One common interconnect mechanism for transporting electronic signals on printed circuit boards, multichip modules and integrated circuits is a uniform width microstrip line or a uniform width stripline, as illustrated in FIGS. 1A and 1B. Such lines include a very low resistance signal transport line or “trace.” One or two signal return planes, and an insulating dielectric material separating such lines from the return planes, are illustrated in FIGS. 1A and 1B. Two adjacent signal transport lines can be positioned adjacent (but not contiguous) and parallel to each other to provide coupled differential signal pairs, as illustrated in FIGS. 1C and 1D. For a high speed transmission line, having a broad “flat” bandwidth region, control of line impedance within the bandwidth region is crucial. Most signal integrity problems arise from improper impedance matching of signal drivers and receivers to a signal interconnect.

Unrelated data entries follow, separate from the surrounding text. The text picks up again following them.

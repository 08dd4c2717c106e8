//! Session Store: the single source of truth for "who is signed in".
//!
//! SYSTEM CONTEXT
//! ==============
//! Built exactly once per process via [`SessionStore::rehydrate`], then
//! mutated only through `set`/`clear`. The in-memory copy and the two
//! persisted entries always agree on both-or-neither.

#[cfg(test)]
#[path = "store_test.rs"]
mod store_test;

use crate::error::StorageError;
use crate::storage::{SessionStorage, TOKEN_KEY, USER_DATA_KEY};
use crate::types::{Session, Token, UserProfile};

#[derive(Debug)]
pub struct SessionStore<S> {
    storage: S,
    current: Option<Session>,
}

impl<S: SessionStorage> SessionStore<S> {
    /// Restore the persisted session, if a complete one exists.
    ///
    /// A lone token, a lone profile, or a profile that no longer decodes is
    /// discarded and both entries are purged.
    pub fn rehydrate(storage: S) -> Self {
        let token = storage.get(TOKEN_KEY);
        let user_data = storage.get(USER_DATA_KEY);
        let restored = match (token, user_data) {
            (None, None) => None,
            (Some(token), Some(user_data)) => decode_persisted(&token, &user_data),
            _ => {
                log::warn!("session: discarding partial persisted session");
                None
            }
        };

        let store = Self { storage, current: restored };
        if store.current.is_none() {
            store.purge();
        } else {
            log::debug!("session: rehydrated persisted session");
        }
        store
    }

    /// Current session; `None` when signed out.
    #[must_use]
    pub fn get(&self) -> Option<&Session> {
        self.current.as_ref()
    }

    #[must_use]
    pub fn is_authenticated(&self) -> bool {
        self.current.is_some()
    }

    /// Replace the session and persist identity and credential together.
    ///
    /// The in-memory session is replaced even when persistence fails, so the
    /// current page stays signed in. A failed write purges both entries, so a
    /// reload never restores the previous user.
    ///
    /// # Errors
    ///
    /// Returns [`StorageError`] when either entry could not be written.
    pub fn set(&mut self, session: Session) -> Result<(), StorageError> {
        let persisted = self.persist(&session);
        self.current = Some(session);
        if let Err(err) = &persisted {
            log::warn!("session: persisted copy not written, purging stored pair: {err}");
            self.purge();
        }
        persisted
    }

    /// Drop the session and both persisted entries. Clearing an empty store
    /// is a no-op.
    pub fn clear(&mut self) {
        if self.current.take().is_some() {
            log::debug!("session: cleared");
        }
        self.purge();
    }

    fn persist(&self, session: &Session) -> Result<(), StorageError> {
        let user_data = serde_json::to_string(&session.user)
            .map_err(|err| StorageError::Write { key: USER_DATA_KEY.to_owned(), reason: err.to_string() })?;
        self.storage.set(TOKEN_KEY, session.token.as_str())?;
        self.storage.set(USER_DATA_KEY, &user_data)
    }

    fn purge(&self) {
        for key in [TOKEN_KEY, USER_DATA_KEY] {
            if self.storage.get(key).is_none() {
                continue;
            }
            if let Err(err) = self.storage.remove(key) {
                log::warn!("session: failed to remove `{key}`: {err}");
            }
        }
    }
}

fn decode_persisted(token: &str, user_data: &str) -> Option<Session> {
    let Some(token) = Token::new(token) else {
        log::warn!("session: persisted token is blank");
        return None;
    };
    match serde_json::from_str::<UserProfile>(user_data) {
        Ok(user) => Some(Session { user, token }),
        Err(err) => {
            log::warn!("session: persisted profile is unreadable: {err}");
            None
        }
    }
}
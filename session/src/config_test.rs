use super::*;

#[test]
fn defaults_to_same_origin_api_and_thirty_seconds() {
    let cfg = ClientConfig::from_values(None, None);
    assert_eq!(cfg.backend_base, "/api");
    assert_eq!(cfg.request_timeout, Duration::from_secs(DEFAULT_REQUEST_TIMEOUT_SECS));
}

#[test]
fn trims_trailing_slashes_from_backend() {
    let cfg = ClientConfig::from_values(Some("https://api.deployhub.test/"), None);
    assert_eq!(cfg.backend_base, "https://api.deployhub.test");
}

#[test]
fn blank_backend_falls_back_to_default() {
    let cfg = ClientConfig::from_values(Some("   "), None);
    assert_eq!(cfg.backend_base, DEFAULT_BACKEND_BASE);
}

#[test]
fn parses_timeout_override() {
    let cfg = ClientConfig::from_values(None, Some(" 12 "));
    assert_eq!(cfg.request_timeout, Duration::from_secs(12));
}

#[test]
fn rejects_zero_and_garbage_timeouts() {
    assert_eq!(ClientConfig::from_values(None, Some("0")).request_timeout, Duration::from_secs(30));
    assert_eq!(ClientConfig::from_values(None, Some("soon")).request_timeout, Duration::from_secs(30));
}

#[test]
fn endpoint_joins_with_single_slash() {
    let cfg = ClientConfig::from_values(Some("http://localhost:5000/api/"), None);
    assert_eq!(cfg.endpoint("/projects"), "http://localhost:5000/api/projects");
    assert_eq!(cfg.endpoint("auth/github"), "http://localhost:5000/api/auth/github");
}

#[test]
fn redirect_delays_match_confirmation_screens() {
    assert_eq!(SUCCESS_REDIRECT_DELAY, Duration::from_millis(1500));
    assert_eq!(FAILURE_REDIRECT_DELAY, Duration::from_millis(2000));
}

Where a uniform transmission line is used, several groups of parameters are available for controlling the characteristic impedance of the line. For example, FIGS. 1A-1D illustrate the following groups of parameters: (1) thicknesses, h1 (FIGS. 1B, 1C, 1D), h2 (FIGS. 1B, 1C, 1D), and h3 (FIG. 1D) of the dielectric layers; (2) width w of the trace as shown in FIG. 1A; (3) dielectric permittivity c of the insulating substrate; (4) thickness h(tr) of the trace as shown in FIGS. 1B, 1C, & 1D; and (5) electrical conductivity a of the trace. Commercial requirements often limit the choices of most or all of these parameters. For example, most printed circuit boards (PCBs) are made of FR4 material so that one has little control of the dielectric constant of the insulating substrate or of the frequency dependence of the dielectric constant. Further, constraints on PCB packaging may severely limit the board thickness. Further, uniformly spaced traces, and traces spaced too close to each other, lead to signal cross-talk and other signal interference problems that limit bit rate and produce noise.
What is needed is an approach that provides additional parameters that allow control of impedance and/or signal interference of the transmission line. Preferably, this approach should not require that the traces be spaced far apart and should allow some freedom in control of frequency dependence of the trace of the trace impedance.